DigiFilm develops a new approach for long term data preservation

DigiFilm Corporation, a french entity started in 2013 with the mission to develop a long term data preservation media, participated yesterday to the 59th IT Press Tour organized in Valletta, Malta. The team is pretty small but very active and highly skilled with Rip Hampton O'Neil who leads the technical part, Antoine Simkine around innovation and Pierre Ollivier, CEO.

The session was presented by Antoine Simkine who introduced their technology named Archiflix. It is a WORM media in a "Store and Forget" philosophy. First it's about the media and the choice relies on movie film reel who has a very high longevity and robustness. Second, the reader must be a standard with classic commercial scanner. Third, unlike tape and some other media, the goal is to avoid any technology refresh or migration. Fourth, the sustainability constraint is a must over a multiple decade lifecycle.

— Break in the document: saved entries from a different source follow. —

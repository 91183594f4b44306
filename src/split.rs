//! Work splitting: divide a unit count into contiguous per-worker shards.

use clap::ValueEnum;
use serde::{Deserialize, Serialize};

/// Upper bound on workers in one run.
pub const MAX_WORKERS: usize = 1024;

/// What to do with `total % workers` leftover units.
#[derive(Debug, Clone, Copy, Default, PartialEq, Eq, ValueEnum, Serialize, Deserialize)]
#[serde(rename_all = "lowercase")]
pub enum RemainderPolicy {
    /// Every shard gets `total / workers`; leftovers are not processed.
    #[default]
    Drop,
    /// The first `total % workers` shards take one extra unit each.
    Spread,
}

/// A contiguous range of unit indices owned by one worker.
#[derive(Debug, Clone, Copy, PartialEq, Eq, Serialize, Deserialize)]
pub struct Shard {
    pub ordinal: usize,
    pub start: u64,
    pub count: u64,
}

impl Shard {
    /// Global indices covered by this shard.
    pub fn indices(&self) -> std::ops::Range<u64> {
        self.start..self.start + self.count
    }
}

/// The full set of shards for one run.
#[derive(Debug, Clone, PartialEq, Eq)]
pub struct ShardPlan {
    shards: Vec<Shard>,
    requested: u64,
}

impl ShardPlan {
    /// `workers` is clamped to `1..=MAX_WORKERS`.
    pub fn new(total: u64, workers: usize, policy: RemainderPolicy) -> Self {
        let workers = workers.clamp(1, MAX_WORKERS);
        let w = workers as u64;
        let per = total / w;
        let rem = total % w;

        let mut shards = Vec::with_capacity(workers);
        let mut start = 0;
        for ordinal in 0..workers {
            let extra = match policy {
                RemainderPolicy::Spread if (ordinal as u64) < rem => 1,
                _ => 0,
            };
            let count = per + extra;
            shards.push(Shard {
                ordinal,
                start,
                count,
            });
            start += count;
        }

        Self {
            shards,
            requested: total,
        }
    }

    pub fn shards(&self) -> &[Shard] {
        &self.shards
    }

    pub fn into_shards(self) -> Vec<Shard> {
        self.shards
    }

    pub fn workers(&self) -> usize {
        self.shards.len()
    }

    /// Units that will actually be processed.
    pub fn planned(&self) -> u64 {
        self.shards.iter().map(|s| s.count).sum()
    }

    /// Units lost to truncation under [`RemainderPolicy::Drop`].
    pub fn dropped(&self) -> u64 {
        self.requested - self.planned()
    }
}
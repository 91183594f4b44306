// Algorithmic Benchmark: Monte Carlo simulation of IoT sensor failure risk
// Usage:
//   bench_algo                                  # single thread
//   WORKERS=4 bench_algo                        # 4 workers on a rayon pool
//   WORKERS=4 BENCH_EXECUTOR=processes bench_algo
//
// Prints one JSON line to stdout; diagnostics go to stderr.

use clap::Parser;
use iot_bench::config::{AlgoCli, RunMode};
use iot_bench::fanout::{self, fan_out};
use iot_bench::reduce::{self, RunShape};
use iot_bench::sensor::{self, RiskWorkload};
use iot_bench::split::ShardPlan;
use iot_bench::Result;
use log::{info, warn};
use std::process;
use std::time::Instant;

fn coordinate(cli: &AlgoCli) -> Result<String> {
    if cli.warmup > 0 {
        info!("warming up ({} rounds)", cli.warmup);
        sensor::warmup(cli.warmup);
        info!("warmup complete, starting benchmark");
    }

    let parallel = &cli.parallel;
    let plan = ShardPlan::new(cli.sensors, parallel.workers, parallel.remainder);
    if plan.dropped() > 0 {
        warn!(
            "{} of {} sensors dropped: not divisible across {} workers",
            plan.dropped(),
            cli.sensors,
            plan.workers()
        );
    }

    let shape = RunShape {
        workers: plan.workers(),
        executor: parallel.executor,
    };
    let workload = RiskWorkload {
        iterations: cli.iterations,
        tag_workers: plan.workers() > 1,
        indexing: cli.sensor_index,
    };

    let start = Instant::now();
    let partials = fan_out(
        parallel.executor,
        parallel.worker_program.as_deref(),
        &workload,
        plan.into_shards(),
    )?;
    let elapsed = start.elapsed();

    reduce::to_line(&reduce::reduce_risk(&partials, shape, cli.iterations, elapsed))
}

fn main() {
    iot_bench::init_logging();
    let mut cli = AlgoCli::parse();

    let result = match RunMode::from(cli.command.take()) {
        RunMode::Coordinate => coordinate(&cli),
        RunMode::RunShard(task) => fanout::run_shard_task::<RiskWorkload>(&task),
    };

    match result {
        Ok(line) => println!("{line}"),
        Err(e) => {
            eprintln!("Error: {e}");
            process::exit(1);
        }
    }
}
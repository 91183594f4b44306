//! JSON telemetry benchmark: record generator, parse/validate/aggregate
//! kernel and per-shard device aggregates.

use crate::checksum::{merge_wrapping, Fnv1a};
use crate::error::{BenchError, Result};
use crate::fanout::Workload;
use crate::split::Shard;
use clap::ValueEnum;
use serde::{Deserialize, Serialize};
use serde_json::value::RawValue;
use std::borrow::Cow;
use std::collections::{BTreeMap, HashMap};
use std::ops::Range;
use std::time::{Instant, SystemTime, UNIX_EPOCH};

pub const DEFAULT_TOTAL: u64 = 1_000_000;
pub const DEFAULT_BATCH: u64 = 10_000;
pub const DEFAULT_DEVICES: u64 = 1_000;

const PAYLOAD_SIZE: usize = 64;
const ALARM_TEMP: f64 = 95.0;

#[derive(Debug, Clone, Copy, PartialEq, Eq, Serialize, Deserialize)]
#[serde(rename_all = "UPPERCASE")]
pub enum Status {
    Ok,
    Alarm,
}

/// One synthetic telemetry event, as it goes on the wire.
#[derive(Debug, Clone, PartialEq, Serialize)]
pub struct TelemetryRecord {
    #[serde(rename = "deviceId")]
    pub device_id: String,
    pub ts: u64,
    pub temp: u64,
    pub status: Status,
    pub payload: String,
}

impl TelemetryRecord {
    pub fn generate(index: u64, devices: u64, ts: u64) -> Self {
        let temp = index % 120;
        let status = if temp > 95 && index % 7 == 0 {
            Status::Alarm
        } else {
            Status::Ok
        };
        Self {
            device_id: format!("dev-{}", index % devices.max(1)),
            ts,
            temp,
            status,
            payload: "x".repeat(PAYLOAD_SIZE),
        }
    }

    pub fn encode(&self) -> Result<String> {
        serde_json::to_string(self).map_err(BenchError::Encode)
    }
}

fn now_millis() -> u64 {
    SystemTime::now()
        .duration_since(UNIX_EPOCH)
        .map_or(0, |d| d.as_millis() as u64)
}

/// Serialized records for every index in `indices`, stamped with the wall clock.
pub fn generate_payloads(indices: Range<u64>, devices: u64) -> Result<Vec<String>> {
    indices
        .map(|i| TelemetryRecord::generate(i, devices, now_millis()).encode())
        .collect()
}

/// Borrowed view used for validation; unknown fields are skipped.
#[derive(Deserialize)]
struct WireRecord<'a> {
    #[serde(rename = "deviceId", borrow)]
    device_id: Cow<'a, str>,
    #[serde(borrow)]
    ts: &'a RawValue,
    temp: f64,
    #[serde(borrow)]
    status: Cow<'a, str>,
}

/// FNV-1a of `line` with the bytes of the `ts` value left out.
fn line_checksum(line: &str, ts: &RawValue) -> u32 {
    let bytes = line.as_bytes();
    let raw = ts.get();

    // `ts` borrows from `line`; its offset locates the timestamp bytes.
    let mut h = Fnv1a::new();
    if bytes.as_ptr_range().contains(&raw.as_ptr()) {
        let start = raw.as_ptr() as usize - bytes.as_ptr() as usize;
        h.update(&bytes[..start]);
        h.update(&bytes[start + raw.len()..]);
    } else {
        h.update(bytes);
    }
    h.finish()
}

#[derive(Debug, Clone, Copy, Default, PartialEq, Eq, Serialize, Deserialize)]
pub struct DeviceStats {
    pub count: u64,
    pub alarms: u64,
    pub checksum: u32,
}

impl DeviceStats {
    fn absorb(&mut self, other: &DeviceStats) {
        self.count += other.count;
        self.alarms += other.alarms;
        self.checksum = self.checksum.wrapping_add(other.checksum);
    }
}

/// Totals of an aggregate at one point in time.
#[derive(Debug, Clone, Copy, PartialEq, Eq)]
pub struct BatchSummary {
    pub devices: u64,
    pub alarms: u64,
    pub checksum: u32,
}

/// Per-device counters for one shard. Never shared between workers.
#[derive(Debug, Clone, Default)]
pub struct DeviceAggregate {
    devices: HashMap<String, DeviceStats>,
    alarms: u64,
}

impl DeviceAggregate {
    /// Parses, validates and folds one serialized record.
    ///
    /// `index` is only used to label errors.
    pub fn ingest(&mut self, line: &str, index: u64) -> Result<()> {
        let record: WireRecord<'_> =
            serde_json::from_str(line).map_err(|e| BenchError::InvalidRecord {
                index,
                reason: e.to_string(),
            })?;

        if serde_json::from_str::<serde_json::Number>(record.ts.get()).is_err() {
            return Err(BenchError::InvalidRecord {
                index,
                reason: format!("`ts` is not a number: {}", record.ts.get()),
            });
        }

        let is_alarm = record.temp > ALARM_TEMP || record.status == "ALARM";
        if is_alarm {
            self.alarms += 1;
        }

        let checksum = line_checksum(line, record.ts);
        let stats = match self.devices.get_mut(record.device_id.as_ref()) {
            Some(stats) => stats,
            None => self.devices.entry(record.device_id.into_owned()).or_default(),
        };
        stats.count += 1;
        if is_alarm {
            stats.alarms += 1;
        }
        stats.checksum = stats.checksum.wrapping_add(checksum);
        Ok(())
    }

    /// Ingests a batch whose first line has global index `first_index`.
    /// The first bad record aborts the batch.
    pub fn ingest_batch(&mut self, lines: &[String], first_index: u64) -> Result<()> {
        for (offset, line) in lines.iter().enumerate() {
            self.ingest(line, first_index + offset as u64)?;
        }
        Ok(())
    }

    pub fn summary(&self) -> BatchSummary {
        BatchSummary {
            devices: self.devices.len() as u64,
            alarms: self.alarms,
            checksum: merge_wrapping(self.devices.values().map(|d| d.checksum)),
        }
    }

    pub fn into_table(self) -> BTreeMap<String, DeviceStats> {
        self.devices.into_iter().collect()
    }
}

/// Runs the telemetry kernel over one batch with a fresh aggregate.
pub fn process_batch(lines: &[String], first_index: u64) -> Result<BatchSummary> {
    let mut agg = DeviceAggregate::default();
    agg.ingest_batch(lines, first_index)?;
    Ok(agg.summary())
}

/// Merges per-shard device tables by key.
pub fn merge_tables<'a, I>(tables: I) -> BTreeMap<String, DeviceStats>
where
    I: IntoIterator<Item = &'a BTreeMap<String, DeviceStats>>,
{
    let mut merged: BTreeMap<String, DeviceStats> = BTreeMap::new();
    for table in tables {
        for (id, stats) in table {
            merged.entry(id.clone()).or_default().absorb(stats);
        }
    }
    merged
}

/// How the final device count is formed across shards.
#[derive(Debug, Clone, Copy, Default, PartialEq, Eq, ValueEnum, Serialize, Deserialize)]
#[serde(rename_all = "kebab-case")]
pub enum DeviceCounting {
    /// Sum of per-shard device counts; a device seen by two shards counts twice.
    #[default]
    PerShard,
    /// Distinct devices across all shards, merged by id.
    Distinct,
}

/// Telemetry parameters shipped to every worker.
#[derive(Debug, Clone, Serialize, Deserialize)]
pub struct TelemetryWorkload {
    pub batch: u64,
    pub devices: u64,
    pub counting: DeviceCounting,
}

/// What one telemetry worker reports back.
#[derive(Debug, Clone, PartialEq, Serialize, Deserialize)]
pub struct TelemetryPartial {
    pub total: u64,
    pub ms: f64,
    pub devices: u64,
    pub alarms: u64,
    pub checksum: u32,
    /// Present only under [`DeviceCounting::Distinct`].
    #[serde(default, skip_serializing_if = "Option::is_none")]
    pub device_table: Option<BTreeMap<String, DeviceStats>>,
}

impl Workload for TelemetryWorkload {
    type Partial = TelemetryPartial;

    fn run_shard(&self, shard: &Shard) -> Result<TelemetryPartial> {
        let start = Instant::now();
        let batch = self.batch.max(1);
        let Range { start: first, end } = shard.indices();

        let mut agg = DeviceAggregate::default();
        let mut next = first;
        while next < end {
            let upto = end.min(next + batch);
            let payloads = generate_payloads(next..upto, self.devices)?;
            agg.ingest_batch(&payloads, next)?;
            next = upto;
        }

        let summary = agg.summary();
        let device_table = match self.counting {
            DeviceCounting::Distinct => Some(agg.into_table()),
            DeviceCounting::PerShard => None,
        };

        Ok(TelemetryPartial {
            total: shard.count,
            ms: start.elapsed().as_secs_f64() * 1000.0,
            devices: summary.devices,
            alarms: summary.alarms,
            checksum: summary.checksum,
            device_table,
        })
    }
}

#[cfg(test)]
mod tests {
    use super::*;
    use crate::checksum::fnv1a32;

    fn line(s: &str) -> Vec<String> {
        vec![s.to_string()]
    }

    #[test]
    fn test_generated_record_wire_format() {
        let record = TelemetryRecord::generate(98, 1000, 1_700_000_000_000);
        let json = record.encode().unwrap();
        assert_eq!(
            json,
            format!(
                concat!(
                    r#"{{"deviceId":"dev-98","ts":1700000000000,"#,
                    r#""temp":98,"status":"ALARM","payload":"{}"}}"#,
                ),
                "x".repeat(64)
            )
        );
    }

    #[test]
    fn test_status_rule() {
        // temp > 95 but index not a multiple of 7
        assert_eq!(TelemetryRecord::generate(96, 1000, 0).status, Status::Ok);
        // multiple of 7 but temp too low
        assert_eq!(TelemetryRecord::generate(7, 1000, 0).status, Status::Ok);
        assert_eq!(TelemetryRecord::generate(105, 1000, 0).status, Status::Alarm);
    }

    #[test]
    fn test_alarm_from_temperature_or_status() {
        let lines = vec![
            r#"{"deviceId":"a","ts":1,"temp":96,"status":"OK"}"#.to_string(),
            r#"{"deviceId":"a","ts":1,"temp":10,"status":"ALARM"}"#.to_string(),
            r#"{"deviceId":"b","ts":1,"temp":95,"status":"OK"}"#.to_string(),
        ];
        let summary = process_batch(&lines, 0).unwrap();
        assert_eq!(summary.devices, 2);
        assert_eq!(summary.alarms, 2);
    }

    #[test]
    fn test_rejects_numeric_device_id() {
        let lines = line(r#"{"deviceId":5,"ts":1,"temp":1,"status":"OK"}"#);
        let err = process_batch(&lines, 0).unwrap_err();
        assert!(matches!(err, BenchError::InvalidRecord { index: 0, .. }));
    }

    #[test]
    fn test_rejects_string_timestamp() {
        let lines = line(r#"{"deviceId":"d","ts":"now","temp":1,"status":"OK"}"#);
        let err = process_batch(&lines, 3).unwrap_err();
        match err {
            BenchError::InvalidRecord { index, reason } => {
                assert_eq!(index, 3);
                assert!(reason.contains("ts"));
            }
            other => panic!("unexpected error: {other}"),
        }
    }

    #[test]
    fn test_rejects_missing_status() {
        let err = process_batch(&line(r#"{"deviceId":"d","ts":1,"temp":1}"#), 0).unwrap_err();
        assert!(err.to_string().contains("status"));
    }

    #[test]
    fn test_rejects_non_numeric_temp_and_garbage() {
        let hot = line(r#"{"deviceId":"d","ts":1,"temp":"hot","status":"OK"}"#);
        assert!(process_batch(&hot, 0).is_err());
        assert!(process_batch(&line("{not json"), 0).is_err());
    }

    #[test]
    fn test_bad_record_aborts_whole_batch() {
        let lines = vec![
            r#"{"deviceId":"a","ts":1,"temp":1,"status":"OK"}"#.to_string(),
            r#"{"deviceId":"a","ts":1,"temp":1}"#.to_string(),
        ];
        let mut agg = DeviceAggregate::default();
        let err = agg.ingest_batch(&lines, 100).unwrap_err();
        assert!(matches!(err, BenchError::InvalidRecord { index: 101, .. }));
    }

    #[test]
    fn test_checksum_ignores_timestamp() {
        let a = line(r#"{"deviceId":"d","ts":1700000000000,"temp":1,"status":"OK"}"#);
        let b = line(r#"{"deviceId":"d","ts":1800000000123,"temp":1,"status":"OK"}"#);
        let c = line(r#"{"deviceId":"d","ts":1700000000000,"temp":2,"status":"OK"}"#);
        let sa = process_batch(&a, 0).unwrap();
        let sb = process_batch(&b, 0).unwrap();
        let sc = process_batch(&c, 0).unwrap();
        assert_eq!(sa.checksum, sb.checksum);
        assert_ne!(sa.checksum, sc.checksum);
        assert_eq!(sa.checksum, fnv1a32(br#"{"deviceId":"d","ts":,"temp":1,"status":"OK"}"#));
    }

    #[test]
    fn test_checksums_fold_per_device() {
        let lines = vec![
            r#"{"deviceId":"a","ts":1,"temp":1,"status":"OK"}"#.to_string(),
            r#"{"deviceId":"a","ts":1,"temp":2,"status":"OK"}"#.to_string(),
        ];
        let mut agg = DeviceAggregate::default();
        agg.ingest_batch(&lines, 0).unwrap();
        let table = agg.into_table();
        let stats = table["a"];
        assert_eq!(stats.count, 2);
        let expected = fnv1a32(br#"{"deviceId":"a","ts":,"temp":1,"status":"OK"}"#)
            .wrapping_add(fnv1a32(br#"{"deviceId":"a","ts":,"temp":2,"status":"OK"}"#));
        assert_eq!(stats.checksum, expected);
    }

    #[test]
    fn test_shard_covers_all_devices() {
        let workload = TelemetryWorkload {
            batch: 1_000,
            devices: 100,
            counting: DeviceCounting::Distinct,
        };
        let shard = Shard {
            ordinal: 0,
            start: 0,
            count: 2_500,
        };
        let partial = workload.run_shard(&shard).unwrap();
        assert_eq!(partial.total, 2_500);
        assert_eq!(partial.devices, 100);
        let table = partial.device_table.unwrap();
        assert_eq!(table.values().map(|d| d.count).sum::<u64>(), 2_500);
    }

    #[test]
    fn test_merge_tables_by_key() {
        let mut left = BTreeMap::new();
        left.insert("a".to_string(), DeviceStats { count: 1, alarms: 0, checksum: u32::MAX });
        let mut right = BTreeMap::new();
        right.insert("a".to_string(), DeviceStats { count: 2, alarms: 1, checksum: 2 });
        right.insert("b".to_string(), DeviceStats { count: 1, alarms: 0, checksum: 5 });

        let merged = merge_tables([&left, &right]);
        assert_eq!(merged.len(), 2);
        assert_eq!(merged["a"], DeviceStats { count: 3, alarms: 1, checksum: 1 });
    }
}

Some tentatives have been used to store information for multiple decades but the restore or retrieve of information results in a transformation and a new generation. It means that the final data is not equal to the original one and also lost all associated metadata. Such development must deliver the capability to retrieve the exact copy of the data and all metadata.


The team invents the Pixa code format to encode, store and decode the source data and promote it as an open standard. When the access is needed, a simple scan plus a decoding phase are required and thus the perfect copy of the original file. Each reel embeds information about the algorithm to use for decoding, scanner characteristics and blueprint as well. So the reel is self or auto described and allow easy data access. The addition element resides in the Archiflix Vault, a specific location to keep all reels.

The company is in the process to raise a small round to continue the development of Archiflix and is looking for partners to accelerate this phase. The idea is not to build any hardware scanner or machine. We understand that the pricing is based on Pixa. In terms of performance, don't expect to be fast and it is not an issue as we speak about archiving, it shows 5000-10000 documents for 5 minutes, 200GB per 600m/reel. This kind of support will need 10 minutes for one reel.

DigiFilm plays against Piql, another company from Norway who market microfilm for a few years to store data. We also met Cerabyte, BioMemory and other DNA storage actors and even Folio Photonics, not ready yet. And we also know that some hyperscalers have started some initiatives. All this illustrates a real need. We'll see how this project evolves but for sure the storage industry needs sone iteration on these directions.